Death of Jordan: my heart o'erflowed

Though born in New York, Dulcina Mason Jordan was much longer associated with the state of Indiana, where her family moved when she was 10. She was educated in a log cabin schoolhouse as a child in the town of Mexico before settling in Richmond, Indiana. It was there that she died on April 25, 1895. She was a published poet, columnist, one-time vice president of the Western Writers Association, and earned the admiration of, among others, fellow Hoosier James Whitcomb Riley (who wrote a tribute poem on her death).

Many of Jordan's poems focus on nature and flowers in particular.

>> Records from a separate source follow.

//! Client configuration.
//!
//! Settings come from `SIMPLYCRM_*` environment variables (the CLI loads a
//! `.env` file first). Values that fail to parse fall back to the defaults
//! with a warning rather than aborting startup.

use std::str::FromStr;
use std::time::Duration;

use thiserror::Error;
use tracing::warn;
use url::Url;

// ============================================================================
// Constants
// ============================================================================

pub const ENV_API_BASE_URL: &str = "SIMPLYCRM_API_BASE_URL";
pub const ENV_APP_ORIGIN: &str = "SIMPLYCRM_APP_ORIGIN";
pub const ENV_API_ALLOW_CROSS_ORIGIN: &str = "SIMPLYCRM_API_ALLOW_CROSS_ORIGIN";
pub const ENV_API_MAX_RETRIES: &str = "SIMPLYCRM_API_MAX_RETRIES";
pub const ENV_API_RETRY_BASE_DELAY_MS: &str = "SIMPLYCRM_API_RETRY_BASE_DELAY_MS";
pub const ENV_API_TIMEOUT_MS: &str = "SIMPLYCRM_API_TIMEOUT_MS";
pub const ENV_API_CSRF_PATH: &str = "SIMPLYCRM_API_CSRF_PATH";

const DEFAULT_API_BASE_URL: &str = "http://localhost:8000/api";

/// Transient-failure retries per request.
const DEFAULT_MAX_RETRIES: u32 = 2;

/// Backoff multiplier; the n-th retry waits `base * n²`.
const DEFAULT_RETRY_BASE_DELAY_MS: u64 = 800;

/// Overall timeout for a single HTTP exchange.
const DEFAULT_TIMEOUT_MS: u64 = 10_000;

const DEFAULT_CSRF_PATH: &str = "/auth/csrf/";

/// Path used on the application origin when a cross-origin base URL is refused.
const SAME_ORIGIN_API_PATH: &str = "/api";

#[derive(Error, Debug)]
pub enum ConfigError {
    #[error("Invalid API base URL {url:?}: {reason}")]
    InvalidBaseUrl { url: String, reason: String },

    #[error("Invalid application origin {url:?}: {reason}")]
    InvalidAppOrigin { url: String, reason: String },
}

#[derive(Debug, Clone, PartialEq, Eq)]
pub struct ClientConfig {
    pub api_base_url: String,
    pub app_origin: Option<String>,
    pub allow_cross_origin: bool,
    pub max_retries: u32,
    pub retry_base_delay: Duration,
    pub timeout: Duration,
    pub csrf_path: String,
}

impl Default for ClientConfig {
    fn default() -> Self {
        Self {
            api_base_url: DEFAULT_API_BASE_URL.to_string(),
            app_origin: None,
            allow_cross_origin: false,
            max_retries: DEFAULT_MAX_RETRIES,
            retry_base_delay: Duration::from_millis(DEFAULT_RETRY_BASE_DELAY_MS),
            timeout: Duration::from_millis(DEFAULT_TIMEOUT_MS),
            csrf_path: DEFAULT_CSRF_PATH.to_string(),
        }
    }
}

impl ClientConfig {
    /// Configuration with defaults for everything except the base URL.
    pub fn new(api_base_url: impl Into<String>) -> Self {
        Self {
            api_base_url: api_base_url.into(),
            ..Self::default()
        }
    }

    /// Read configuration from the process environment.
    pub fn from_env() -> Self {
        Self::from_lookup(|key| std::env::var(key).ok())
    }

    /// Read configuration through an arbitrary key lookup.
    pub fn from_lookup<F>(lookup: F) -> Self
    where
        F: Fn(&str) -> Option<String>,
    {
        let defaults = Self::default();
        let value = |key: &str| lookup(key).filter(|v| !v.trim().is_empty());

        let api_base_url = value(ENV_API_BASE_URL).unwrap_or_else(|| {
            warn!(var = ENV_API_BASE_URL, fallback = DEFAULT_API_BASE_URL, "Environment variable is not defined");
            defaults.api_base_url.clone()
        });

        Self {
            api_base_url,
            app_origin: value(ENV_APP_ORIGIN),
            allow_cross_origin: value(ENV_API_ALLOW_CROSS_ORIGIN)
                .map(|raw| parse_flag(ENV_API_ALLOW_CROSS_ORIGIN, &raw))
                .unwrap_or(defaults.allow_cross_origin),
            max_retries: parse_number(ENV_API_MAX_RETRIES, value(ENV_API_MAX_RETRIES), DEFAULT_MAX_RETRIES),
            retry_base_delay: Duration::from_millis(parse_number(
                ENV_API_RETRY_BASE_DELAY_MS,
                value(ENV_API_RETRY_BASE_DELAY_MS),
                DEFAULT_RETRY_BASE_DELAY_MS,
            )),
            timeout: Duration::from_millis(parse_number(
                ENV_API_TIMEOUT_MS,
                value(ENV_API_TIMEOUT_MS),
                DEFAULT_TIMEOUT_MS,
            )),
            csrf_path: value(ENV_API_CSRF_PATH).unwrap_or(defaults.csrf_path),
        }
    }

    pub fn with_app_origin(mut self, origin: impl Into<String>) -> Self {
        self.app_origin = Some(origin.into());
        self
    }

    pub fn with_allow_cross_origin(mut self, allow: bool) -> Self {
        self.allow_cross_origin = allow;
        self
    }

    pub fn with_max_retries(mut self, max_retries: u32) -> Self {
        self.max_retries = max_retries;
        self
    }

    pub fn with_retry_base_delay(mut self, delay: Duration) -> Self {
        self.retry_base_delay = delay;
        self
    }

    pub fn with_timeout(mut self, timeout: Duration) -> Self {
        self.timeout = timeout;
        self
    }

    pub fn with_csrf_path(mut self, path: impl Into<String>) -> Self {
        self.csrf_path = path.into();
        self
    }

    /// Resolve the URL every request is issued against.
    ///
    /// A relative base URL is joined onto the application origin. An absolute
    /// base URL on a different origin than the application is replaced by
    /// `{app_origin}/api` unless cross-origin access is explicitly allowed.
    pub fn resolve_base_url(&self) -> Result<Url, ConfigError> {
        let app_origin = self
            .app_origin
            .as_deref()
            .map(|raw| {
                Url::parse(raw).map_err(|e| ConfigError::InvalidAppOrigin {
                    url: raw.to_string(),
                    reason: e.to_string(),
                })
            })
            .transpose()?;

        let base = match (Url::parse(&self.api_base_url), &app_origin) {
            (Ok(url), _) => url,
            (Err(url::ParseError::RelativeUrlWithoutBase), Some(origin)) => origin
                .join(&self.api_base_url)
                .map_err(|e| self.invalid_base(e))?,
            (Err(e), _) => return Err(self.invalid_base(e)),
        };

        let Some(origin) = app_origin else {
            return Ok(base);
        };

        if self.allow_cross_origin || base.origin() == origin.origin() {
            return Ok(base);
        }

        warn!(
            configured = %base,
            app_origin = %origin,
            "API base URL is cross-origin; falling back to same-origin API path"
        );
        origin
            .join(SAME_ORIGIN_API_PATH)
            .map_err(|e| self.invalid_base(e))
    }

    fn invalid_base(&self, error: url::ParseError) -> ConfigError {
        ConfigError::InvalidBaseUrl {
            url: self.api_base_url.clone(),
            reason: error.to_string(),
        }
    }
}

fn parse_number<T>(key: &str, raw: Option<String>, fallback: T) -> T
where
    T: FromStr + Copy + std::fmt::Display,
{
    match raw {
        None => fallback,
        Some(raw) => raw.trim().parse().unwrap_or_else(|_| {
            warn!(var = key, value = %raw, fallback = %fallback, "Ignoring unparsable number");
            fallback
        }),
    }
}

fn parse_flag(key: &str, raw: &str) -> bool {
    match raw.trim().to_ascii_lowercase().as_str() {
        "1" | "true" | "yes" | "on" => true,
        "0" | "false" | "no" | "off" => false,
        _ => {
            warn!(var = key, value = %raw, "Ignoring unrecognized flag value");
            false
        }
    }
}

#[cfg(test)]
mod tests {
    use super::*;
    use std::collections::HashMap;

    fn lookup(pairs: &[(&str, &str)]) -> impl Fn(&str) -> Option<String> {
        let map: HashMap<String, String> = pairs
            .iter()
            .map(|(k, v)| (k.to_string(), v.to_string()))
            .collect();
        move |key| map.get(key).cloned()
    }

    #[test]
    fn test_from_lookup_defaults() {
        let config = ClientConfig::from_lookup(lookup(&[]));
        assert_eq!(config, ClientConfig::default());
        assert_eq!(config.max_retries, 2);
        assert_eq!(config.retry_base_delay, Duration::from_millis(800));
        assert_eq!(config.timeout, Duration::from_secs(10));
    }

    #[test]
    fn test_from_lookup_reads_values() {
        let config = ClientConfig::from_lookup(lookup(&[
            (ENV_API_BASE_URL, "https://crm.example.com/api"),
            (ENV_API_ALLOW_CROSS_ORIGIN, "TRUE"),
            (ENV_API_MAX_RETRIES, "5"),
            (ENV_API_RETRY_BASE_DELAY_MS, "250"),
            (ENV_API_TIMEOUT_MS, "3000"),
        ]));
        assert_eq!(config.api_base_url, "https://crm.example.com/api");
        assert!(config.allow_cross_origin);
        assert_eq!(config.max_retries, 5);
        assert_eq!(config.retry_base_delay, Duration::from_millis(250));
        assert_eq!(config.timeout, Duration::from_secs(3));
    }

    #[test]
    fn test_unparsable_numbers_fall_back() {
        let config = ClientConfig::from_lookup(lookup(&[
            (ENV_API_MAX_RETRIES, "many"),
            (ENV_API_RETRY_BASE_DELAY_MS, "-1"),
        ]));
        assert_eq!(config.max_retries, 2);
        assert_eq!(config.retry_base_delay, Duration::from_millis(800));
    }

    #[test]
    fn test_resolve_without_app_origin() {
        let config = ClientConfig::new("https://crm.example.com/api");
        let url = config.resolve_base_url().unwrap();
        assert_eq!(url.as_str(), "https://crm.example.com/api");
    }

    #[test]
    fn test_resolve_relative_against_app_origin() {
        let config = ClientConfig::new("/api").with_app_origin("https://app.example.com");
        let url = config.resolve_base_url().unwrap();
        assert_eq!(url.as_str(), "https://app.example.com/api");
    }

    #[test]
    fn test_relative_without_app_origin_is_error() {
        let config = ClientConfig::new("/api");
        assert!(matches!(
            config.resolve_base_url(),
            Err(ConfigError::InvalidBaseUrl { .. })
        ));
    }

    #[test]
    fn test_cross_origin_falls_back() {
        let config = ClientConfig::new("https://other.example.com/api")
            .with_app_origin("https://app.example.com");
        let url = config.resolve_base_url().unwrap();
        assert_eq!(url.as_str(), "https://app.example.com/api");
    }

    #[test]
    fn test_cross_origin_allowed() {
        let config = ClientConfig::new("https://other.example.com/api")
            .with_app_origin("https://app.example.com")
            .with_allow_cross_origin(true);
        let url = config.resolve_base_url().unwrap();
        assert_eq!(url.as_str(), "https://other.example.com/api");
    }

    #[test]
    fn test_same_origin_kept() {
        let config = ClientConfig::new("https://app.example.com/v2/api")
            .with_app_origin("https://app.example.com");
        let url = config.resolve_base_url().unwrap();
        assert_eq!(url.as_str(), "https://app.example.com/v2/api");
    }

    #[test]
    fn test_port_mismatch_is_cross_origin() {
        let config = ClientConfig::new("http://localhost:8000/api")
            .with_app_origin("http://localhost:5173");
        let url = config.resolve_base_url().unwrap();
        assert_eq!(url.as_str(), "http://localhost:5173/api");
    }
}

Her poem "April" might make the best tribute on the anniversary of her own death:

The tearful sky wept all day long
   In token of the April weather,
And something in my heart o'erflowed—
   The clouds and I were sad together.
But when the day was near its close,
   The sun set all the earth a-shining,
And in my heart the heavy cloud
   Unfolded all its silver lining.

The rain had brightened all the slopes,
   Where tender leaves of green were springing,
And from each jewel-spangled bough
   The happy troops of birds were singing;
And arching o'er the shining earth,
   The radiant bow unveiled its glory,
Repeating to the world below,
   The promise, and the wondrous story.

The day that wept in rain and tears,
   Went smiling thro' the gate of even,
And on the bridge that spanned the sky
   My heart went to the door of heaven—
Went up in songs of happy praise,
   For all the beauty and the sweetness
That crowned the changeful April day,
   And filled my soul with such completeness.